__YOUR TASK__
Say how many lines in the entries below mention "ModifierEffect", with no other words.

__INPUT MATERIAL__
use feltro_core::{
    Activation, Advisory, CardId, Catalog, EventBus, GameConfig, ModifierDef, ModifierEffect,
    ModifierInstance, ModifierRarity, Phase, RngState, RunState, SortKey,
};
use std::collections::HashSet;

fn catalog() -> Catalog {
    let defs = (0..6)
        .map(|idx| ModifierDef {
            id: format!("mod_{idx}"),
            name: format!("Mod {idx}"),
            description: String::new(),
            rarity: ModifierRarity::Common,
            cost: 3,
            activation: Activation::Passive,
            effect: ModifierEffect::AddMult(4.0),
        })
        .collect();
    Catalog::new(defs).expect("test catalog is valid")
}

fn new_run(seed: u64) -> RunState {
    let mut events = EventBus::default();
    RunState::with_rng(
        GameConfig::default(),
        catalog(),
        RngState::from_seed(seed),
        &mut events,
    )
}

/// deck ∪ hand ∪ discard must always be exactly the 52 distinct cards.
fn assert_partition(run: &RunState) {
    let mut seen: HashSet<CardId> = HashSet::new();
    let mut pairs = HashSet::new();
    for card in run
        .deck
        .draw
        .iter()
        .chain(run.deck.discard.iter())
        .chain(run.hand.iter())
    {
        assert!(seen.insert(card.id), "duplicate card id {:?}", card.id);
        pairs.insert((card.suit, card.rank));
    }
    assert_eq!(seen.len(), 52);
    assert_eq!(pairs.len(), 52, "shuffle must keep all 52 suit/rank pairs");
}

fn select_first(run: &mut RunState, count: usize) {
    let ids: Vec<CardId> = run.hand.iter().take(count).map(|card| card.id).collect();
    for id in ids {
        run.toggle_select(id);
    }
}

#[test]
fn a_fresh_run_deals_eight_from_a_full_shuffled_deck() {
    let run = new_run(7);
    assert_eq!(run.state.phase, Phase::Play);
    assert_eq!(run.state.round, 1);
    assert_eq!(run.state.target, 300);
    assert_eq!(run.state.money, 4);
    assert_eq!(run.hand.len(), 8);
    assert_eq!(run.deck.draw.len(), 44);
    assert!(run.deck.discard.is_empty());
    assert_partition(&run);
}

#[test]
fn selection_is_capped_at_five_and_keeps_prior_picks() {
    let mut run = new_run(7);
    let ids: Vec<CardId> = run.hand.iter().map(|card| card.id).collect();
    for id in &ids[..6] {
        run.toggle_select(*id);
    }
    assert_eq!(run.selected.len(), 5);
    assert_eq!(run.selected, ids[..5].to_vec());

    // Toggling a selected card back out frees a slot.
    run.toggle_select(ids[0]);
    assert_eq!(run.selected.len(), 4);
    run.toggle_select(ids[5]);
    assert_eq!(run.selected.len(), 5);
}

#[test]
fn unknown_ids_are_ignored_by_selection() {
    let mut run = new_run(7);
    run.toggle_select(CardId(9999));
    assert!(run.selected.is_empty());
}

#[test]
fn play_with_empty_selection_is_a_no_op() {
    let mut run = new_run(7);
    let mut events = EventBus::default();
    run.play_hand(&mut events);
    assert_eq!(run.state.hands_left, 4);
    assert_eq!(events.drain().count(), 0);
}

#[test]
fn playing_moves_cards_through_the_discard_pile() {
    let mut run = new_run(7);
    let mut events = EventBus::default();
    select_first(&mut run, 5);
    run.play_hand(&mut events);

    assert_eq!(run.state.hands_left, 3);
    assert_eq!(run.deck.discard.len(), 5);
    assert_eq!(run.hand.len(), 8);
    assert!(run.selected.is_empty());
    assert!(run.state.last_hand.is_some());
    assert!(run.state.round_score > 0);
    assert_partition(&run);
}

#[test]
fn discard_burns_a_counter_and_a_dollar() {
    let mut run = new_run(7);
    let mut events = EventBus::default();
    select_first(&mut run, 3);
    run.discard_selected(&mut events);

    assert_eq!(run.state.discards_left, 2);
    assert_eq!(run.state.money, 3);
    assert_eq!(run.state.hands_left, 4, "discarding must not burn a hand");
    assert_eq!(run.deck.discard.len(), 3);
    assert_eq!(run.hand.len(), 8);
    assert_eq!(run.state.message, Some(Advisory::Discarded));
    assert_partition(&run);
}

#[test]
fn discard_cost_floors_money_at_zero() {
    let mut run = new_run(7);
    let mut events = EventBus::default();
    run.state.money = 0;
    select_first(&mut run, 1);
    run.discard_selected(&mut events);
    assert_eq!(run.state.money, 0);
}

#[test]
fn discards_exhausted_means_no_op() {
    let mut run = new_run(7);
    let mut events = EventBus::default();
    run.state.discards_left = 0;
    select_first(&mut run, 1);
    run.discard_selected(&mut events);
    assert_eq!(run.selected.len(), 1, "selection must survive the rejection");
    assert_eq!(run.deck.discard.len(), 0);
}

#[test]
fn four_failed_hands_end_the_run() {
    let mut run = new_run(7);
    let mut events = EventBus::default();
    // Single low cards can never reach the 300 target in four plays.
    for _ in 0..4 {
        select_first(&mut run, 1);
        run.play_hand(&mut events);
    }
    assert_eq!(run.state.phase, Phase::GameOver);
    assert_eq!(run.state.hands_left, 0);
    assert_eq!(run.state.message, Some(Advisory::GameOver));
}

#[test]
fn game_over_absorbs_every_command() {
    let mut run = new_run(7);
    let mut events = EventBus::default();
    for _ in 0..4 {
        select_first(&mut run, 1);
        run.play_hand(&mut events);
    }
    assert_eq!(run.state.phase, Phase::GameOver);

    let round = run.state.round;
    let money = run.state.money;
    select_first(&mut run, 1);
    assert!(run.selected.is_empty(), "selection is closed after game over");
    run.play_hand(&mut events);
    run.discard_selected(&mut events);
    run.buy_modifier("mod_0", &mut events);
    run.skip_shop(&mut events);
    assert_eq!(run.state.phase, Phase::GameOver);
    assert_eq!(run.state.round, round);
    assert_eq!(run.state.money, money);
}

fn run_in_shop(seed: u64) -> (RunState, EventBus) {
    let mut run = new_run(seed);
    let mut events = EventBus::default();
    // Any scored play clears a trivial target.
    run.state.target = 1;
    select_first(&mut run, 5);
    run.play_hand(&mut events);
    assert_eq!(run.state.phase, Phase::Shop);
    (run, events)
}

#[test]
fn clearing_the_round_credits_the_bonus_and_opens_the_shop() {
    let (run, _) = run_in_shop(11);
    assert_eq!(run.state.money, 4 + 5);
    let shop = run.shop.as_ref().expect("shop offers rolled");
    assert_eq!(shop.offers.len(), 3);
    let distinct: HashSet<&str> = shop.offers.iter().map(|o| o.def_id.as_str()).collect();
    assert_eq!(distinct.len(), 3, "offers must be distinct definitions");
    assert_eq!(run.state.message, Some(Advisory::ChooseModifier));
}

#[test]
fn buying_debits_money_and_starts_the_next_round() {
    let (mut run, mut events) = run_in_shop(11);
    let offer = run.shop.as_ref().unwrap().offers[0].clone();
    let money_before = run.state.money;

    run.buy_modifier(&offer.def_id, &mut events);

    assert_eq!(run.rack.len(), 1);
    assert_eq!(run.rack.modifiers[0].def_id, offer.def_id);
    assert_eq!(run.state.money, money_before - offer.cost);
    assert_eq!(run.state.round, 2);
    assert_eq!(run.state.target, 1, "floor(1 × 1.5) = 1");
    assert_eq!(run.state.phase, Phase::Play);
    assert_eq!(run.state.hands_left, 4);
    assert_eq!(run.state.discards_left, 3);
    assert_eq!(run.state.round_score, 0);
    assert_eq!(run.hand.len(), 8);
    assert!(run.deck.discard.is_empty());
    assert_partition(&run);
}

#[test]
fn skip_takes_the_same_round_advance_path() {
    let (mut run, mut events) = run_in_shop(11);
    run.state.target = 300;
    let money = run.state.money;
    let rack_len = run.rack.len();

    run.skip_shop(&mut events);

    assert_eq!(run.state.round, 2);
    assert_eq!(run.state.target, 450);
    assert_eq!(run.state.money, money);
    assert_eq!(run.rack.len(), rack_len);
    assert_eq!(run.state.phase, Phase::Play);
}

#[test]
fn target_scaling_floors_odd_products() {
    let (mut run, mut events) = run_in_shop(11);
    run.state.target = 25;
    run.skip_shop(&mut events);
    assert_eq!(run.state.target, 37, "floor(25 × 1.5) = 37");
}

#[test]
fn unaffordable_purchase_changes_only_the_advisory() {
    let (mut run, mut events) = run_in_shop(11);
    run.state.money = 0;
    let offer_id = run.shop.as_ref().unwrap().offers[0].def_id.clone();
    let round = run.state.round;

    run.buy_modifier(&offer_id, &mut events);

    assert_eq!(run.state.money, 0);
    assert_eq!(run.rack.len(), 0);
    assert_eq!(run.state.phase, Phase::Shop);
    assert_eq!(run.state.round, round);
    assert_eq!(run.state.message, Some(Advisory::TooPoor));
}

#[test]
fn full_rack_rejects_the_purchase() {
    let (mut run, mut events) = run_in_shop(11);
    for uid in 0..5 {
        run.rack
            .try_add(ModifierInstance {
                uid,
                def_id: "mod_5".to_string(),
            })
            .unwrap();
    }
    let offer_id = run.shop.as_ref().unwrap().offers[0].def_id.clone();
    let money = run.state.money;

    run.buy_modifier(&offer_id, &mut events);

    assert_eq!(run.rack.len(), 5);
    assert_eq!(run.state.money, money);
    assert_eq!(run.state.phase, Phase::Shop);
    assert_eq!(run.state.message, Some(Advisory::RackFull));
}

#[test]
fn buying_an_id_not_on_offer_is_ignored() {
    let (mut run, mut events) = run_in_shop(11);
    let money = run.state.money;
    run.buy_modifier("definitely_not_offered", &mut events);
    assert_eq!(run.state.phase, Phase::Shop);
    assert_eq!(run.state.money, money);
    assert_eq!(run.rack.len(), 0);
}

#[test]
fn money_and_rack_persist_across_rounds() {
    let (mut run, mut events) = run_in_shop(11);
    let offer = run.shop.as_ref().unwrap().offers[0].clone();
    run.buy_modifier(&offer.def_id, &mut events);
    let money = run.state.money;

    run.state.target = 1;
    select_first(&mut run, 5);
    run.play_hand(&mut events);
    assert_eq!(run.state.phase, Phase::Shop);
    run.skip_shop(&mut events);

    assert_eq!(run.rack.len(), 1, "rack carries across rounds");
    assert_eq!(run.state.money, money + 5, "only the clear bonus came in");
    assert_eq!(run.state.round, 3);
}

#[test]
fn preview_is_pure_and_repeatable() {
    let mut run = new_run(7);
    select_first(&mut run, 5);

    let hands_left = run.state.hands_left;
    let score = run.state.round_score;
    let first = run.preview_score().expect("selection previews");
    let second = run.preview_score().expect("selection previews");

    assert_eq!(first, second);
    assert_eq!(run.state.hands_left, hands_left);
    assert_eq!(run.state.round_score, score);
    assert_eq!(run.hand.len(), 8);
    assert_eq!(run.selected.len(), 5);
}

#[test]
fn preview_of_nothing_is_none() {
    let run = new_run(7);
    assert!(run.preview_score().is_none());
}

#[test]
fn sorting_reorders_without_touching_selection() {
    let mut run = new_run(7);
    select_first(&mut run, 2);
    let selected = run.selected.clone();

    run.sort_hand(SortKey::Rank);
    let values: Vec<u8> = run.hand.iter().map(|card| card.value()).collect();
    let mut expected = values.clone();
    expected.sort_by(|a, b| b.cmp(a));
    assert_eq!(values, expected);
    assert_eq!(run.selected, selected);

    run.sort_hand(SortKey::Suit);
    assert_eq!(run.hand.len(), 8);
    assert_eq!(run.selected, selected);
    assert_partition(&run);
}

#[test]
fn every_round_rebuilds_a_full_deck_with_fresh_identities() {
    let (mut run, mut events) = run_in_shop(11);
    let old_ids: HashSet<CardId> = run
        .deck
        .draw
        .iter()
        .chain(run.deck.discard.iter())
        .chain(run.hand.iter())
        .map(|card| card.id)
        .collect();

    run.skip_shop(&mut events);
    assert_partition(&run);
    let reused = run
        .deck
        .draw
        .iter()
        .chain(run.hand.iter())
        .filter(|card| old_ids.contains(&card.id))
        .count();
    assert_eq!(reused, 0, "round start must mint fresh card identities");
}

__TASK OUTPUT__
2